One study compared the respiratory variability in 10 normal subjects (following 1,587 breaths) with the variability randomly generated by a computer system to evaluate the variability rate related to TV and the impact of gas exchange and pulmonary mechanics. The results indicated that the nature of the chosen variability had no effect on pulmonary function. The authors concluded that the percentage of respiratory variability, but not the pattern of variability, were crucial to the success of VV.(47)

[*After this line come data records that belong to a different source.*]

//! Shared fixtures: reference networks and finite-difference Jacobians.
#![allow(dead_code)]

use gridflow::residual::power_mismatch;
use gridflow::{Branch, Bus, Network};

/// 9-bus test system (3 generators, 3 loads, 9 branches, 100 MVA base).
pub fn case9() -> Network {
    let buses = vec![
        Bus::slack(1.0),
        Bus::generator(163.0, 1.0),
        Bus::generator(85.0, 1.0),
        Bus::load(0.0, 0.0),
        Bus::load(90.0, 30.0),
        Bus::load(0.0, 0.0),
        Bus::load(100.0, 35.0),
        Bus::load(0.0, 0.0),
        Bus::load(125.0, 50.0),
    ];
    let branches = vec![
        Branch::line(0, 3, 0.0, 0.0576, 0.0),
        Branch::line(3, 4, 0.017, 0.092, 0.158),
        Branch::line(4, 5, 0.039, 0.17, 0.358),
        Branch::line(2, 5, 0.0, 0.0586, 0.0),
        Branch::line(5, 6, 0.0119, 0.1008, 0.209),
        Branch::line(6, 7, 0.0085, 0.072, 0.149),
        Branch::line(7, 1, 0.0, 0.0625, 0.0),
        Branch::line(7, 8, 0.032, 0.161, 0.306),
        Branch::line(8, 3, 0.01, 0.085, 0.176),
    ];
    Network::from_components(100.0, &buses, &branches).unwrap()
}

/// 14-bus test system (5 generators, 3 transformers, one bus shunt).
pub fn case14() -> Network {
    let buses = vec![
        Bus::slack(1.06),
        Bus::generator(40.0, 1.045).with_load(21.7, 12.7),
        Bus::generator(0.0, 1.01).with_load(94.2, 19.0),
        Bus::load(47.8, -3.9),
        Bus::load(7.6, 1.6),
        Bus::generator(0.0, 1.07).with_load(11.2, 7.5),
        Bus::load(0.0, 0.0),
        Bus::generator(0.0, 1.09),
        Bus::load(29.5, 16.6).with_shunt(0.0, 19.0),
        Bus::load(9.0, 5.8),
        Bus::load(3.5, 1.8),
        Bus::load(6.1, 1.6),
        Bus::load(13.5, 5.8),
        Bus::load(14.9, 5.0),
    ];
    let branches = vec![
        Branch::line(0, 1, 0.01938, 0.05917, 0.0528),
        Branch::line(0, 4, 0.05403, 0.22304, 0.0492),
        Branch::line(1, 2, 0.04699, 0.19797, 0.0438),
        Branch::line(1, 3, 0.05811, 0.17632, 0.0340),
        Branch::line(1, 4, 0.05695, 0.17388, 0.0346),
        Branch::line(2, 3, 0.06701, 0.17103, 0.0128),
        Branch::line(3, 4, 0.01335, 0.04211, 0.0),
        Branch::transformer(3, 6, 0.0, 0.20912, 0.978),
        Branch::transformer(3, 8, 0.0, 0.55618, 0.969),
        Branch::transformer(4, 5, 0.0, 0.25202, 0.932),
        Branch::line(5, 10, 0.09498, 0.19890, 0.0),
        Branch::line(5, 11, 0.12291, 0.25581, 0.0),
        Branch::line(5, 12, 0.06615, 0.13027, 0.0),
        Branch::line(6, 7, 0.0, 0.17615, 0.0),
        Branch::line(6, 8, 0.0, 0.11001, 0.0),
        Branch::line(8, 9, 0.03181, 0.08450, 0.0),
        Branch::line(8, 13, 0.12711, 0.27038, 0.0),
        Branch::line(9, 10, 0.08205, 0.19207, 0.0),
        Branch::line(11, 12, 0.22092, 0.19988, 0.0),
        Branch::line(12, 13, 0.17093, 0.34802, 0.0),
    ];
    Network::from_components(100.0, &buses, &branches).unwrap()
}

/// Synthetic rows x cols grid network: slack at the origin, a PV generator on
/// every ninth bus, small loads elsewhere. Locally balanced so flat-start
/// Newton converges at any size.
pub fn mesh(rows: usize, cols: usize) -> Network {
    let n = rows * cols;
    let mut buses = Vec::with_capacity(n);
    for i in 0..n {
        if i == 0 {
            buses.push(Bus::slack(1.0));
        } else if i % 9 == 4 {
            buses.push(Bus::generator(4.0, 1.02));
        } else {
            buses.push(Bus::load(0.5, 0.15));
        }
    }
    let mut branches = Vec::new();
    for r in 0..rows {
        for c in 0..cols {
            let i = r * cols + c;
            if c + 1 < cols {
                branches.push(Branch::line(
                    i,
                    i + 1,
                    0.01 + 0.001 * (i % 7) as f64,
                    0.05 + 0.002 * (i % 5) as f64,
                    0.02,
                ));
            }
            if r + 1 < rows {
                branches.push(Branch::line(
                    i,
                    i + cols,
                    0.01 + 0.001 * (i % 3) as f64,
                    0.06,
                    0.02,
                ));
            }
        }
    }
    Network::from_components(100.0, &buses, &branches).unwrap()
}

/// Dense central-difference Jacobian over the state variables
/// (θ_pv, θ_pq, Vm_pq), for cross-checking the AD engine.
pub fn fd_state_jacobian(net: &Network, vm: &[f64], va: &[f64]) -> Vec<Vec<f64>> {
    let nf = net.residual_len();
    let h = 1e-7;
    let mut jac = vec![vec![0.0; nf]; nf];

    let eval = |vm: &[f64], va: &[f64]| {
        let mut f = vec![0.0; nf];
        gridflow::residual::network_mismatch(net, vm, va, &mut f);
        f
    };

    let mut col = 0;
    let mut push_col = |jac: &mut Vec<Vec<f64>>, fp: Vec<f64>, fm: Vec<f64>| {
        for i in 0..nf {
            jac[i][col] = (fp[i] - fm[i]) / (2.0 * h);
        }
        col += 1;
    };

    for &b in net.pv.iter().chain(net.pq.iter()) {
        let mut va_p = va.to_vec();
        let mut va_m = va.to_vec();
        va_p[b] += h;
        va_m[b] -= h;
        let fp = eval(vm, &va_p);
        let fm = eval(vm, &va_m);
        push_col(&mut jac, fp, fm);
    }
    for &b in &net.pq {
        let mut vm_p = vm.to_vec();
        let mut vm_m = vm.to_vec();
        vm_p[b] += h;
        vm_m[b] -= h;
        let fp = eval(&vm_p, va);
        let fm = eval(&vm_m, va);
        push_col(&mut jac, fp, fm);
    }
    jac
}

/// Dense central-difference Jacobian over the control variables
/// (θ_slack, Vm_pv, Pinj_pq).
pub fn fd_design_jacobian(net: &Network, vm: &[f64], va: &[f64]) -> Vec<Vec<f64>> {
    let nf = net.residual_len();
    let ncols = net.slack.len() + net.pv.len() + net.pq.len();
    let h = 1e-7;
    let mut jac = vec![vec![0.0; ncols]; nf];

    let eval = |vm: &[f64], va: &[f64], pinj: &[f64]| {
        let mut f = vec![0.0; nf];
        power_mismatch(
            vm, va, pinj, &net.qinj, &net.g, &net.b, &net.pv, &net.pq, &mut f,
        );
        f
    };

    let mut col = 0;
    let mut write_col = |jac: &mut Vec<Vec<f64>>, col: usize, fp: &[f64], fm: &[f64]| {
        for i in 0..nf {
            jac[i][col] = (fp[i] - fm[i]) / (2.0 * h);
        }
    };

    for &b in &net.slack {
        let mut va_p = va.to_vec();
        let mut va_m = va.to_vec();
        va_p[b] += h;
        va_m[b] -= h;
        write_col(&mut jac, col, &eval(vm, &va_p, &net.pinj), &eval(vm, &va_m, &net.pinj));
        col += 1;
    }
    for &b in &net.pv {
        let mut vm_p = vm.to_vec();
        let mut vm_m = vm.to_vec();
        vm_p[b] += h;
        vm_m[b] -= h;
        write_col(&mut jac, col, &eval(&vm_p, va, &net.pinj), &eval(&vm_m, va, &net.pinj));
        col += 1;
    }
    for &b in &net.pq {
        let mut pinj_p = net.pinj.clone();
        let mut pinj_m = net.pinj.clone();
        pinj_p[b] += h;
        pinj_m[b] -= h;
        write_col(&mut jac, col, &eval(vm, va, &pinj_p), &eval(vm, va, &pinj_m));
        col += 1;
    }
    jac
}

/// Polar decomposition of a solved voltage vector.
pub fn polar(v: &[num_complex::Complex64]) -> (Vec<f64>, Vec<f64>) {
    (
        v.iter().map(|x| x.norm()).collect(),
        v.iter().map(|x| x.arg()).collect(),
    )
}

The studies analyzed in this review suggest that VV is feasible and can be an effective ventilation strategy for improving lung function, particularly in injured lungs, considering that most of the preclinical studies used ARDS models. Clinical support for VV was presented in three clinical studies,(32-34) but these studies had limitations, including the lack of blinding of the investigator and health care staff, the short-term nature of the investigations, the absence of clinically relevant outcomes, and the small sample size. Furthermore, only two clinical studies provided data on hemodynamics(32,33) and sedation,(33,34) and the latter contained information on the type and prevalence of each sedative but no information on the need for sedatives or the doses used. These factors preclude the inclusion of these studies in clinical practice despite the good results found in the studies analyzed in this review.

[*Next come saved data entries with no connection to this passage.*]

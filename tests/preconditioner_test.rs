//! Preconditioner sensitivity: the solve must succeed across block counts.

mod common;

use common::mesh;
use gridflow::{solve, PowerFlowOptions, SolverKind};

#[test]
fn medium_mesh_converges_for_every_partition_count() {
    let net = mesh(16, 16);
    for nparts in [4, 8, 16, 32, 64] {
        let opts = PowerFlowOptions {
            solver: SolverKind::BiCgStab,
            npartitions: nparts,
            ..Default::default()
        };
        let sol = solve(&net, &opts).unwrap();
        assert!(
            sol.converged,
            "B = {nparts}: diverged with residual {}",
            sol.residual_norm
        );
        assert!(sol.total_linsolve_iters > 0);
    }
}

#[test]
fn gmres_tolerates_partition_sweep_too() {
    let net = mesh(12, 12);
    for nparts in [4, 16, 48] {
        let opts = PowerFlowOptions {
            solver: SolverKind::Gmres,
            npartitions: nparts,
            ..Default::default()
        };
        let sol = solve(&net, &opts).unwrap();
        assert!(sol.converged, "B = {nparts}: diverged");
    }
}

/// Full-size sweep; minutes of runtime, so opt in with --ignored.
#[test]
#[ignore]
fn thirty_thousand_bus_mesh_converges_for_every_partition_count() {
    let net = mesh(150, 200);
    assert_eq!(net.nbus, 30_000);
    for nparts in [32, 64, 128, 256, 512, 1024] {
        let opts = PowerFlowOptions {
            solver: SolverKind::BiCgStab,
            npartitions: nparts,
            ..Default::default()
        };
        let sol = solve(&net, &opts).unwrap();
        assert!(
            sol.converged,
            "B = {nparts}: diverged with residual {}",
            sol.residual_norm
        );
    }
}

Although preclinical studies suggest the benefits of VV in injured lungs with large collapsed and recruitable zones, there is no available data on the use of VV in patients with ARDS. Our group has investigated the role of PEEP variation in gas exchange in patients with mild or moderate ARDS (RBR-5bb65v).

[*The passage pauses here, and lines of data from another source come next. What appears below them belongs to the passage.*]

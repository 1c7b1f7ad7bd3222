use thiserror::Error;

#[derive(Debug, Error)]
pub enum GridflowError {
    #[error("Invalid network: {0}")]
    InvalidNetwork(String),

    #[error("Solve error: {0}")]
    Solve(String),

    #[error("Linear solver breakdown at iteration {iteration}: {detail}")]
    Breakdown { iteration: usize, detail: String },

    #[error("Singular block {block} ({size}x{size}) in block-Jacobi preconditioner")]
    SingularBlock { block: usize, size: usize },
}

pub type Result<T> = std::result::Result<T, GridflowError>;
//! Performance counters for a power-flow solve.
//!
//! Created by the caller and threaded as `Option<&mut Stats>`. Zero cost when
//! `None` — no timing calls, no counter increments.

use std::time::{Duration, Instant};

/// Collects phase timings and iteration counters across one `solve` call.
pub struct Stats {
    total_start: Instant,
    pub newton_iterations: u32,
    pub linsolve_iters_per_newton: Vec<u32>,
    pub residual_eval: Duration,
    pub jacobian_eval: Duration,
    pub preconditioner: Duration,
    pub linear_solve: Duration,
}

impl Default for Stats {
    fn default() -> Self {
        Self::new()
    }
}

impl Stats {
    pub fn new() -> Self {
        Self {
            total_start: Instant::now(),
            newton_iterations: 0,
            linsolve_iters_per_newton: Vec::new(),
            residual_eval: Duration::ZERO,
            jacobian_eval: Duration::ZERO,
            preconditioner: Duration::ZERO,
            linear_solve: Duration::ZERO,
        }
    }

    /// Print the stats table to stderr.
    pub fn display(&self) {
        let total = self.total_start.elapsed();
        eprintln!();
        eprintln!("=== Gridflow Performance Stats ===");
        eprintln!("  Newton iterations:      {}", self.newton_iterations);
        eprintln!("    Residual eval:        {:>8.3}s", self.residual_eval.as_secs_f64());
        eprintln!("    Jacobian eval:        {:>8.3}s", self.jacobian_eval.as_secs_f64());
        eprintln!("    Preconditioner:       {:>8.3}s", self.preconditioner.as_secs_f64());
        eprintln!("    Linear solve:         {:>8.3}s", self.linear_solve.as_secs_f64());
        if !self.linsolve_iters_per_newton.is_empty() {
            let avg: f64 = self
                .linsolve_iters_per_newton
                .iter()
                .map(|&i| i as f64)
                .sum::<f64>()
                / self.linsolve_iters_per_newton.len() as f64;
            let iters_str: Vec<String> = self
                .linsolve_iters_per_newton
                .iter()
                .map(|i| i.to_string())
                .collect();
            eprintln!("      Krylov iters:       {}", iters_str.join(" / "));
            eprintln!("      Krylov avg:         {avg:.1}");
        }
        eprintln!("  ────────────────────────────────");
        eprintln!("  Total:                  {:>8.3}s", total.as_secs_f64());
    }
}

Clinical studies of VV in other populations are underway.(48,49) In 2014, a study protocol was published for a randomized clinical trial(48) of patients who underwent open abdominal surgery lasting at least 3 hours. This study used a TV variation of 30%, considering an average volume of 6 mL/kg/predicted weight. The primary endpoint of the study was the forced vital capacity the first day after surgery. Secondary outcomes included new pulmonary function tests; plasma cytokine levels; spatial distribution of ventilation, assessed by electrical impedance tomography; and pulmonary complications in the postoperative period. Another multicenter controlled randomized clinical study evaluated variable PSV in patients with different pathologies in intensive care units to compare the length of weaning from MV using conventional PSV.(49) The results of these studies, which present a more appropriate design and evaluate more consistent outcomes, may provide further evidence supporting the possible inclusion of VV in clinical practice.
FINAL CONSIDERATIONS
Variable ventilation may be one of the most extensively investigated ventilation strategies in animal models of disease. Experimental studies have shown the beneficial effects of different variable ventilation strategies for improving lung function and reducing damage in mild to moderate lung injury in the short term. Variable ventilation seems to be a viable strategy for improving gas exchange and respiratory mechanics and preventing lung injury associated with mechanical ventilation. However, little evidence is available from comparative clinical studies with appropriate designs, adequate numbers of patients, and relevant clinical outcomes. Therefore, further clinical studies that use variable ventilation are necessary to assess the potential of variable ventilation strategies for improving the clinical outcomes of patients undergoing mechanical ventilation.